Outdoor Lifestyle began shipping its soy-based cushions in April, and every piece of furniture it will display at the Casual Market this month contains the foam. Haney said the company started to push the green angle in Chicago.
"Producing these cushions reduces the environmental impact by 75% compared to petroleum-based foams and requires 61% less non-renewable energy," Haney said. "And they last just as well as any other cushion that's out there."
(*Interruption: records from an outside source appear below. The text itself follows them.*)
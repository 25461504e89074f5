use core::fmt;

/// The interaction categories a protein-ligand atom pair can fall into.
///
/// A physical pair may legitimately qualify for more than one category; a
/// charged aromatic residue can show up under both `salt_bridge` and `pi_pi`.
#[derive(Debug, Clone, Copy, PartialEq, Eq, Hash)]
pub enum Interaction {
    /// Donor/acceptor pair within the hbond cutoff.
    HydrogenBond,
    /// Charged protein residue against an oppositely charged ligand atom.
    SaltBridge,
    /// Aromatic protein residue against a ligand carbon; a ring-geometry-free
    /// stacking proxy.
    PiStacking,
    /// Apolar atoms of uncharged residues in close contact.
    Hydrophobic,
}

impl Interaction {
    /// Category processing order; also the grouping order of the output table.
    pub const ALL: [Interaction; 4] = [
        Interaction::HydrogenBond,
        Interaction::SaltBridge,
        Interaction::PiStacking,
        Interaction::Hydrophobic,
    ];

    /// The category key used in cutoff maps and output tables.
    pub fn key(&self) -> &'static str {
        match self {
            Interaction::HydrogenBond => "hbond",
            Interaction::SaltBridge => "salt_bridge",
            Interaction::PiStacking => "pi_pi",
            Interaction::Hydrophobic => "hydrophobic",
        }
    }
}

impl fmt::Display for Interaction {
    fn fmt(&self, f: &mut fmt::Formatter<'_>) -> fmt::Result {
        write!(f, "{}", self.key())
    }
}

/// One classified protein-ligand contact.
///
/// Created once during classification of a model and never mutated.
#[derive(Debug, Clone, PartialEq)]
pub struct ContactRecord {
    /// The category the pair qualified for.
    pub interaction: Interaction,
    /// Protein residue name.
    pub protein_resn: String,
    /// Protein residue sequence number.
    pub protein_resi: isize,
    /// Protein atom name.
    pub protein_atom: String,
    /// Ligand atom name.
    pub ligand_atom: String,
    /// Pair distance, rounded to 3 decimal places.
    pub distance: f64,
}

impl fmt::Display for ContactRecord {
    fn fmt(&self, f: &mut fmt::Formatter<'_>) -> fmt::Result {
        write!(
            f,
            "{intxn}: {resn} {resi} {patom} -- {latom} at {dist}",
            intxn = self.interaction,
            resn = self.protein_resn,
            resi = self.protein_resi,
            patom = self.protein_atom,
            latom = self.ligand_atom,
            dist = self.distance,
        )
    }
}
Moving forward, a big question in the cushion business is whether consumers will pay more for innovation. Cooper is banking on it. After buying Over And Under four years ago, he began innovating and testing to develop high performance outdoor cushions. Its combination of features, including Sunbrella Next Generation fabric and no-slip guards, quickly gained traction in the hospitality market. Because Cooper creates the cushions for manufacturers such as Skyline Design, he spent time explaining the new functions to buyers at the Skyline Design booth during the Hospitality Design Expo in May. Skyline also will show off its cushion innovations this month at the HD Boutique in Miami.
"Consumers are starting to want more from their cushions and not realizing it drives the cost up quite a bit," Cooper said. "People who are more knowledgeable are realizing this. They have realized they want higher performance by experiencing lower performance."
Those knowledgeable people Cooper speaks of are generally buyers for hotels and restaurants. Prompting a paradigm shift among the general consumer will take a consistent and persistent marketing effort by both manufacturers and retailers. Right now, Outdoor Lifestyle is telling its eco-friendly story through its sales reps.
"What we are finding is that the sales reps in our industry are doing a great job at getting the message out and doing sales training," Haney said. "For us it's a process of getting the message out to the people on the retail sales floor who are interacting with the general public because we know the general public is concerned about the environment."
Consumers also are concerned about quality, a message Sunbrella in particular has effectively conveyed in marketing via a number of home and lifestyle magazines.
"I think the mills have done a terrific job educating outdoor retailers with their ad campaigns, literature and POP brochures," Hiers-Butz said. "I've seen Waverly, Glen Raven and other mills advertise in publications like Good Housekeeping. It's important that they continue to do that."
Ultimately, the most important marketing effort is at the store level, where consumers can feel the cushions themselves and hear from retailers why they should spend more than they may have imagined on a cushion. The upside of those efforts is potentially huge for retailers.
"Mass merchants are not offering a replacement cushion program for their deep seating," Murray said. "It's a small-volume, niche business that mass merchants can never do, but it requires dealers to develop good relationships with cushion manufacturers. The opportunity is there, it just takes work."